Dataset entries
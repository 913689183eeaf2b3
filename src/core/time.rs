//! Wall-clock helpers.

use std::time::{SystemTime, UNIX_EPOCH};

/// Current time in microseconds since the Unix epoch (0 if the clock is before it).
#[inline]
pub fn now_us() -> u64 {
    SystemTime::now()
        .duration_since(UNIX_EPOCH)
        .map(|d| d.as_micros() as u64)
        .unwrap_or(0)
}
//! Axis-aligned range bounds.

use serde::Deserialize;

use super::point_cloud::Axis;

/// Axis-aligned inclusion box; immutable after load.
///
/// Field names match the node's parameter names.
#[derive(Debug, Clone, Copy, PartialEq, Deserialize)]
pub struct RangeBounds {
    #[serde(default = "default_max_x")]
    pub max_x_range: f32,
    #[serde(default = "default_min_x")]
    pub min_x_range: f32,
    #[serde(default = "default_max_y")]
    pub max_y_range: f32,
    #[serde(default = "default_min_y")]
    pub min_y_range: f32,
    #[serde(default = "default_max_z")]
    pub max_z_range: f32,
    #[serde(default = "default_min_z")]
    pub min_z_range: f32,
}

fn default_max_x() -> f32 {
    20.0
}
fn default_min_x() -> f32 {
    -20.0
}
fn default_max_y() -> f32 {
    20.0
}
fn default_min_y() -> f32 {
    -20.0
}
fn default_max_z() -> f32 {
    1.0
}
fn default_min_z() -> f32 {
    -0.7
}

impl Default for RangeBounds {
    fn default() -> Self {
        Self {
            max_x_range: default_max_x(),
            min_x_range: default_min_x(),
            max_y_range: default_max_y(),
            min_y_range: default_min_y(),
            max_z_range: default_max_z(),
            min_z_range: default_min_z(),
        }
    }
}

impl RangeBounds {
    pub fn new(min: [f32; 3], max: [f32; 3]) -> Self {
        Self {
            max_x_range: max[0],
            min_x_range: min[0],
            max_y_range: max[1],
            min_y_range: min[1],
            max_z_range: max[2],
            min_z_range: min[2],
        }
    }

    /// (min, max) limits for one axis.
    #[inline]
    pub fn limits(&self, axis: Axis) -> (f32, f32) {
        match axis {
            Axis::X => (self.min_x_range, self.max_x_range),
            Axis::Y => (self.min_y_range, self.max_y_range),
            Axis::Z => (self.min_z_range, self.max_z_range),
        }
    }

    /// Inclusive containment test on all three axes.
    #[inline]
    pub fn contains(&self, x: f32, y: f32, z: f32) -> bool {
        (self.min_x_range..=self.max_x_range).contains(&x)
            && (self.min_y_range..=self.max_y_range).contains(&y)
            && (self.min_z_range..=self.max_z_range).contains(&z)
    }

    /// Check that every min is below its max.
    pub fn validate(&self) -> std::result::Result<(), String> {
        for axis in [Axis::X, Axis::Y, Axis::Z] {
            let (min, max) = self.limits(axis);
            if !(min.is_finite() && max.is_finite()) {
                return Err(format!("{} range limits must be finite", axis.name()));
            }
            if min > max {
                return Err(format!(
                    "min_{}_range ({}) exceeds max_{}_range ({})",
                    axis.name(),
                    min,
                    axis.name(),
                    max
                ));
            }
        }
        Ok(())
    }
}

### EXERCISE PROMPT
The answer must be every line of the data that contains the word "return".

### SOLUTION TO THE PROBLEM
                return Err(format!("{} range limits must be finite", axis.name()));
                return Err(format!(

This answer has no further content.